Un solo esempio dagli Aforismi politici di Campanella del 1601: 
Il dominio d’uno buono si dice regno e monarchia; d’uno malo si dice tirannia. Di più buoni si dice aristocrazia; di più mali si dice oligarchia. Di tutti buoni si dice politìa; di tutti mali si dice democrazia.
Poi lungo il Seicento - grazie anche alla nascita della massima francese - appare qualcosa di nuovo: una certa leggerezza, il teatrino - anche pungente - delle umane passioni. Tutte qualità che andranno ad abitare lussuosamente nell’aforisma moderno. 
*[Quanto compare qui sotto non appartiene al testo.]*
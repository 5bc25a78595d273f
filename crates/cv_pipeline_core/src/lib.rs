pub mod aggregator;
pub mod config;
pub mod domain;
pub mod error;
pub mod extractor;
pub mod memory;
pub mod orchestrator;
pub mod poll;
pub mod ports;
pub mod queue;
pub mod selector;

pub use config::{AnalysisConfig, Backoff, PipelineConfig, PollPolicy, RetryPolicy, SelectorConfig, TextThresholds};
pub use domain::{
    Document, DocumentStatus, Education, Experience, Language, PageCursor, PersonalInfo,
    StructuredData,
};
pub use error::{PageError, PipelineError};
pub use memory::InMemoryDocumentStore;
pub use orchestrator::{Orchestrator, PageOutcome};
pub use poll::{wait_for_terminal, PollError};
pub use ports::{
    CompletionRequest, DocumentStore, DocumentUpdate, ImageFetcher, ImageSource, LanguageModelService,
    OcrFeature, OcrRequest, OcrResponse, OcrService, PortError, PortResult, TextRegion,
};
pub use queue::{ProcessingJob, ProcessingQueue, SubmitError, MAX_CONCURRENT_RUNS};
pub use selector::{ExtractionMethod, PageExtraction, TextExtractionSelector};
Salvator Rosa (autoritratto)

Ed è così che un Salvator Rosa, pittore, scrittore, poeta, musicista, attore, moralista, figura pienamente seicentesca in questo suo enciclopedismo biografico, può annotare aforismi di acuta modernità:
Dove son molte leggi, vi son molte ingiustizie.
Due solo giorni felici toccano colui che prende moglie: quello delle nozze e quello del funerale.

Francesco Algarotti

La linea perdura, arricchendosi del motto di spirito e colorandosi di illuminata ironia lungo il Settecento, quando nei Pensieri diversi un Francesco Algarotti, amico di Voltaire, uomo curioso e pungente, nemico dell’ignoranza e dell’affettazione, può scrivere:
Gli epigrammisti in poesia sono come i fioristi in pittura.
Chi non sa viver solo morirà in compagnia.
La donna non pone tanto studio nel vestirsi se non perché l’uomo meglio desideri di vederla spogliata.